Restoration and Reuse as Salt Galata (1998–2011)
In 1998, Garanti Bank became the main shareholder of the building. While a bank branch operated on the ground floor, the structure functioned as the Ottoman Bank Banking and Financial Research Center. After undergoing various structural interventions, the building was repurposed and reopened in November 2011 under the name Salt Galata, serving as a cultural and arts center that also includes the Ottoman Bank Museum. The adaptive reuse project was carried out by Mimarlar Tasarım under the direction of Aga Khan Award-winning architect Han Tümertekin, while the restoration project was led by Yegân Kahya.

== Restoration Interventions ==

While reconfiguring the structure with different functions on each floor, unnecessary additions that compromised the originality were removed during the renovation process. The additions that characterized the building's identity, shedding light on its era, were preserved, while those that had lost their functionality and impact were eliminated. The original elements were restored and maintained, and contemporary additions were incorporated. Han Tümertekin expressed his approach to using original elements in the re-functioning project of Salt Galata: "The goal is not to replace something slightly aged or damaged with something new, but to preserve what exists and is original, by removing only the layer of dirt and not intervening in the patina, cracked or worn parts of the building, and to renew it in a way that does not cause it to lose its spirit."

In the new use of the building, an additional structure was created and designed in a way that can be distinguished from the original by using contemporary materials. The Salt Galata building is a total of eight floors, including basement levels and an added fourth floor, with an additional building constructed on the façade facing the Golden Horn. The main building consists of two basement levels and four floors above the ground floor, while the additional building has three basement levels and one floor above the ground floor.

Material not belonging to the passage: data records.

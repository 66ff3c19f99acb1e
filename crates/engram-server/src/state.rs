//! Shared application state

use std::sync::Arc;
use std::time::Instant;

use engram_core::LtmService;

#[derive(Clone)]
pub struct AppState {
    pub ltm: Arc<LtmService>,
    pub started_at: Instant,
}

impl AppState {
    pub fn new(ltm: Arc<LtmService>) -> Self {
        Self {
            ltm,
            started_at: Instant::now(),
        }
    }
}
//! SQLite key-value store
//!
//! Durable [`KeyValueStore`] backing for skills, critiques, and provenance.
//! Separate reader/writer connections behind mutexes so all methods take
//! `&self` and the store is `Send + Sync` behind an `Arc`.

use std::path::PathBuf;

use async_trait::async_trait;
use parking_lot::Mutex;
use rusqlite::{params, Connection, OptionalExtension};

use super::KeyValueStore;
use crate::error::{MemoryError, Result};

pub struct SqliteKeyValueStore {
    writer: Mutex<Connection>,
    reader: Mutex<Connection>,
}

impl SqliteKeyValueStore {
    /// Open (or create) the store at `dir/engram.db`
    pub fn open(dir: impl Into<PathBuf>) -> Result<Self> {
        let dir = dir.into();
        std::fs::create_dir_all(&dir)
            .map_err(|e| MemoryError::Internal(format!("create data dir: {e}")))?;
        let path = dir.join("engram.db");

        let writer = Connection::open(&path).map_err(db_err)?;
        Self::configure_connection(&writer)?;
        writer
            .execute_batch(
                "CREATE TABLE IF NOT EXISTS kv (
                     namespace TEXT NOT NULL,
                     key TEXT NOT NULL,
                     value BLOB NOT NULL,
                     PRIMARY KEY (namespace, key)
                 );",
            )
            .map_err(db_err)?;

        let reader = Connection::open(&path).map_err(db_err)?;
        Self::configure_connection(&reader)?;

        Ok(Self {
            writer: Mutex::new(writer),
            reader: Mutex::new(reader),
        })
    }

    fn configure_connection(conn: &Connection) -> Result<()> {
        conn.execute_batch(
            "PRAGMA journal_mode = WAL;
             PRAGMA synchronous = NORMAL;
             PRAGMA temp_store = MEMORY;
             PRAGMA busy_timeout = 5000;",
        )
        .map_err(db_err)
    }
}

fn db_err(e: rusqlite::Error) -> MemoryError {
    MemoryError::Transient(format!("sqlite: {e}"))
}

#[async_trait]
impl KeyValueStore for SqliteKeyValueStore {
    async fn put(&self, namespace: &str, key: &str, value: Vec<u8>) -> Result<()> {
        let writer = self.writer.lock();
        writer
            .execute(
                "INSERT INTO kv (namespace, key, value) VALUES (?1, ?2, ?3)
                 ON CONFLICT (namespace, key) DO UPDATE SET value = excluded.value",
                params![namespace, key, value],
            )
            .map_err(db_err)?;
        Ok(())
    }

    async fn get(&self, namespace: &str, key: &str) -> Result<Option<Vec<u8>>> {
        let reader = self.reader.lock();
        reader
            .query_row(
                "SELECT value FROM kv WHERE namespace = ?1 AND key = ?2",
                params![namespace, key],
                |row| row.get(0),
            )
            .optional()
            .map_err(db_err)
    }

    async fn remove(&self, namespace: &str, key: &str) -> Result<bool> {
        let writer = self.writer.lock();
        let changed = writer
            .execute(
                "DELETE FROM kv WHERE namespace = ?1 AND key = ?2",
                params![namespace, key],
            )
            .map_err(db_err)?;
        Ok(changed > 0)
    }

    async fn scan(&self, namespace: &str) -> Result<Vec<(String, Vec<u8>)>> {
        let reader = self.reader.lock();
        let mut stmt = reader
            .prepare("SELECT key, value FROM kv WHERE namespace = ?1 ORDER BY rowid")
            .map_err(db_err)?;
        let rows = stmt
            .query_map(params![namespace], |row| Ok((row.get(0)?, row.get(1)?)))
            .map_err(db_err)?
            .collect::<std::result::Result<Vec<_>, _>>()
            .map_err(db_err)?;
        Ok(rows)
    }
}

The first basement level houses a museum and exhibition area, the second basement level contains an auditorium and foyer, and the third basement level is dedicated to technical areas. The ground floor, includes the entrance hall, cloakroom, reception, library, bookstore, inner garden, café, and restrooms. The stairs on the entrance floor lead to levels shaped around a gallery space that overlooks a rectangular courtyard. The first floor is used for workshops, the second floor for administrative offices, the third floor for an open archive section, and the fourth floor for special event areas.